METOCARD-CNIC trial work was partially supported by the Centro Nacional de Investigaciones Cardiovasculares (CNIC), through CNIC Translational Grant 01-2009. Other sponsors were the Spanish Ministry of Health and Social Policy (EC10-042), the Mutua Madrileña Foundation (AP8695-2011), and a Master Research Agreement (MRA) between Philips health care and the CNIC. X.Rossello has received support from the SEC-CNIC CARDIOJOVEN fellowship program. R.Fernández-Jiménez has received funding from the European Union Horizon 2020 research and innovation programme under the Marie Skłodowska-Curie grant agreement No 707642, and is recipient of the ISCIII Fondo de Investigación Sanitaria grant No PI19/01704. BI is a recipient of the ISCIII Fondo de Investigación Sanitaria grants and ERDF/FEDER funds (PI16/02110, DTS17/00136, PI13/01979, SAF2015-71613-REDI) related to this topic.
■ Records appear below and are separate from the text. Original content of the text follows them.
//! JSON-over-HTTP clients for the downstream services.

use crate::ports::{ImageBatch, MediaService, SocialGraph, UserDirectory, UserRecord};
use agora_core::{GroupId, ImageId, RequestContext, RpcCode, RpcStatus, UserId};
use async_trait::async_trait;
use http::StatusCode;
use reqwest::{Client, RequestBuilder};
use serde::de::DeserializeOwned;
use serde::Deserialize;
use std::collections::HashMap;
use std::time::Duration;

/// Settings shared by every downstream client.
#[derive(Debug, Clone)]
pub struct ClientSettings {
    /// Per-call timeout ceiling. The request deadline may cut it shorter.
    pub timeout: Duration,
    /// Header carrying the trace ID.
    pub trace_header: String,
    /// Header carrying the request ID.
    pub request_header: String,
}

impl Default for ClientSettings {
    fn default() -> Self {
        Self {
            timeout: Duration::from_secs(2),
            trace_header: "x-trace-id".to_string(),
            request_header: "x-request-id".to_string(),
        }
    }
}

/// Maps a downstream HTTP status to a transport code.
#[must_use]
pub fn code_for_status(status: StatusCode) -> RpcCode {
    match status.as_u16() {
        400 => RpcCode::InvalidArgument,
        401 => RpcCode::Unauthenticated,
        403 => RpcCode::PermissionDenied,
        404 => RpcCode::NotFound,
        409 => RpcCode::AlreadyExists,
        412 => RpcCode::FailedPrecondition,
        416 => RpcCode::OutOfRange,
        429 => RpcCode::ResourceExhausted,
        499 => RpcCode::Cancelled,
        501 => RpcCode::Unimplemented,
        502 | 503 => RpcCode::Unavailable,
        504 => RpcCode::DeadlineExceeded,
        500..=599 => RpcCode::Internal,
        _ => RpcCode::Unknown,
    }
}

fn transport_status(service: &str, err: &reqwest::Error) -> RpcStatus {
    let code = if err.is_timeout() {
        RpcCode::DeadlineExceeded
    } else if err.is_connect() || err.is_request() {
        RpcCode::Unavailable
    } else if err.is_decode() {
        RpcCode::Internal
    } else {
        RpcCode::Unknown
    };
    RpcStatus::new(code, service, err.to_string())
}

/// One downstream service reachable at a base URL.
#[derive(Debug, Clone)]
struct ServiceClient {
    service: &'static str,
    base_url: String,
    client: Client,
    settings: ClientSettings,
}

impl ServiceClient {
    fn new(
        service: &'static str,
        base_url: impl Into<String>,
        client: Client,
        settings: ClientSettings,
    ) -> Self {
        let base_url = base_url.into().trim_end_matches('/').to_string();
        Self {
            service,
            base_url,
            client,
            settings,
        }
    }

    fn url(&self, path: &str) -> String {
        format!("{}{}", self.base_url, path)
    }

    fn decorate(&self, ctx: &RequestContext, builder: RequestBuilder) -> RequestBuilder {
        let timeout = ctx
            .remaining()
            .map_or(self.settings.timeout, |left| left.min(self.settings.timeout));
        builder
            .timeout(timeout)
            .header(self.settings.trace_header.as_str(), ctx.trace_id().as_str())
            .header(
                self.settings.request_header.as_str(),
                ctx.request_id().to_string(),
            )
    }

    async fn send<T: DeserializeOwned>(
        &self,
        ctx: &RequestContext,
        builder: RequestBuilder,
    ) -> Result<T, RpcStatus> {
        let service = self.service;
        let request = self.decorate(ctx, builder);
        ctx.call(service, async move {
            let response = request
                .send()
                .await
                .map_err(|e| transport_status(service, &e))?;
            let status = response.status();
            if !status.is_success() {
                let body = response.text().await.unwrap_or_default();
                tracing::debug!(service, status = status.as_u16(), "downstream call failed");
                return Err(RpcStatus::new(code_for_status(status), service, body));
            }
            response
                .json::<T>()
                .await
                .map_err(|e| transport_status(service, &e))
        })
        .await
    }
}

#[derive(Deserialize)]
struct FollowingReply {
    following: bool,
}

#[derive(Deserialize)]
struct MemberReply {
    member: bool,
}

#[derive(Deserialize)]
struct UsersReply {
    users: Vec<UserRecord>,
}

/// Social-graph client.
///
/// `GET /v1/follows?follower={id}&followee={id}` and
/// `GET /v1/groups/{group}/members/{user}`.
#[derive(Debug, Clone)]
pub struct HttpSocialGraph {
    inner: ServiceClient,
}

impl HttpSocialGraph {
    /// Creates a client for the social-graph service at `base_url`.
    pub fn new(base_url: impl Into<String>, client: Client, settings: ClientSettings) -> Self {
        Self {
            inner: ServiceClient::new("graph", base_url, client, settings),
        }
    }
}

#[async_trait]
impl SocialGraph for HttpSocialGraph {
    async fn is_following(
        &self,
        ctx: &RequestContext,
        follower: UserId,
        followee: UserId,
    ) -> Result<bool, RpcStatus> {
        let builder = self
            .inner
            .client
            .get(self.inner.url("/v1/follows"))
            .query(&[("follower", follower), ("followee", followee)]);
        let reply: FollowingReply = self.inner.send(ctx, builder).await?;
        Ok(reply.following)
    }

    async fn is_group_member(
        &self,
        ctx: &RequestContext,
        user: UserId,
        group: GroupId,
    ) -> Result<bool, RpcStatus> {
        let builder = self
            .inner
            .client
            .get(self.inner.url(&format!("/v1/groups/{group}/members/{user}")));
        let reply: MemberReply = self.inner.send(ctx, builder).await?;
        Ok(reply.member)
    }
}

/// User-directory client. `POST /v1/users/batch` with `{"ids": [...]}`.
#[derive(Debug, Clone)]
pub struct HttpUserDirectory {
    inner: ServiceClient,
}

impl HttpUserDirectory {
    /// Creates a client for the users service at `base_url`.
    pub fn new(base_url: impl Into<String>, client: Client, settings: ClientSettings) -> Self {
        Self {
            inner: ServiceClient::new("users", base_url, client, settings),
        }
    }
}

#[async_trait]
impl UserDirectory for HttpUserDirectory {
    async fn get_users(
        &self,
        ctx: &RequestContext,
        ids: &[UserId],
    ) -> Result<HashMap<UserId, UserRecord>, RpcStatus> {
        let builder = self
            .inner
            .client
            .post(self.inner.url("/v1/users/batch"))
            .json(&serde_json::json!({ "ids": ids }));
        let reply: UsersReply = self.inner.send(ctx, builder).await?;
        Ok(reply.users.into_iter().map(|u| (u.id, u)).collect())
    }
}

/// Media client. `POST /v1/images/urls` with `{"ids": [...]}`.
#[derive(Debug, Clone)]
pub struct HttpMediaService {
    inner: ServiceClient,
}

impl HttpMediaService {
    /// Creates a client for the media service at `base_url`.
    pub fn new(base_url: impl Into<String>, client: Client, settings: ClientSettings) -> Self {
        Self {
            inner: ServiceClient::new("media", base_url, client, settings),
        }
    }
}

#[async_trait]
impl MediaService for HttpMediaService {
    async fn get_image_urls(
        &self,
        ctx: &RequestContext,
        ids: &[ImageId],
    ) -> Result<ImageBatch, RpcStatus> {
        let builder = self
            .inner
            .client
            .post(self.inner.url("/v1/images/urls"))
            .json(&serde_json::json!({ "ids": ids }));
        self.inner.send(ctx, builder).await
    }
}

#[cfg(test)]
mod tests {
    use super::*;

    #[test]
    fn maps_http_statuses() {
        assert_eq!(code_for_status(StatusCode::NOT_FOUND), RpcCode::NotFound);
        assert_eq!(
            code_for_status(StatusCode::FORBIDDEN),
            RpcCode::PermissionDenied
        );
        assert_eq!(
            code_for_status(StatusCode::SERVICE_UNAVAILABLE),
            RpcCode::Unavailable
        );
        assert_eq!(
            code_for_status(StatusCode::GATEWAY_TIMEOUT),
            RpcCode::DeadlineExceeded
        );
        assert_eq!(
            code_for_status(StatusCode::INTERNAL_SERVER_ERROR),
            RpcCode::Internal
        );
        assert_eq!(code_for_status(StatusCode::IM_A_TEAPOT), RpcCode::Unknown);
    }

    #[test]
    fn base_url_trailing_slash_is_trimmed() {
        let client = ServiceClient::new(
            "users",
            "http://users.internal/",
            Client::new(),
            ClientSettings::default(),
        );
        assert_eq!(
            client.url("/v1/users/batch"),
            "http://users.internal/v1/users/batch"
        );
    }
}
The CNIC is supported by the Ministerio de Ciencia, Innovación y Universidades (MICINN), the Instituto de Salud Carlos III (ISCIII), and the Pro CNIC Foundation, and is a Severo Ochoa Center of Excellence (MINECO award SEV-2015-0505).

CONFLICTS OF INTEREST

The authors have no conflicts of interest to disclose.

WHAT IS KNOWN ABOUT THE TOPIC?

  • -

    The wavefront theory of the progression of myocardial necrosis was first described in 1977 in a canine model of myocardial infarction. This widely-accepted theory proposes that myocardial necrosis during acute coronary occlusion progresses with increasing ischemia duration as a transmural wavefront from the subendocardium toward the subepicardium, with no involvement of lateral extension

  • -

    The wavefront theory triggered an explosion of studies assessing cardioprotective therapies. The theory established the idea that there is a large area of subepicardial myocardium in the ischemic bed (area at risk) that could be salvaged by early reperfusion but would otherwise die.

WHAT DOES THIS STUDY ADD?

  • -

    Our study shows a strong association between transmural and lateral extension of necrosis after myocardial infarction, strongly suggesting that wavefront progression occurs in both directions in the human heart. Moreover, serial CMR at early and late post-STEMI stages shows that myocardial healing also operates in both the transmural and the lateral directions.

  • -

    Our findings suggest that the administration of i.v. metoprolol, a proven cardioprotective therapy, impedes infarct progression in both dimensions.

  • -

    These findings challenge the classic view of unidirectional infarct wavefront progression and imply that cardioprotective therapies might produce meaningful salvage at lateral borders of the infarct.

ACKNOWLEDGMENTS

The authors thank Carlos Galán-Arriola for help with the figure illustrating the multidirectional wavefront concept. S. Bartlett (CNIC) provided English editing.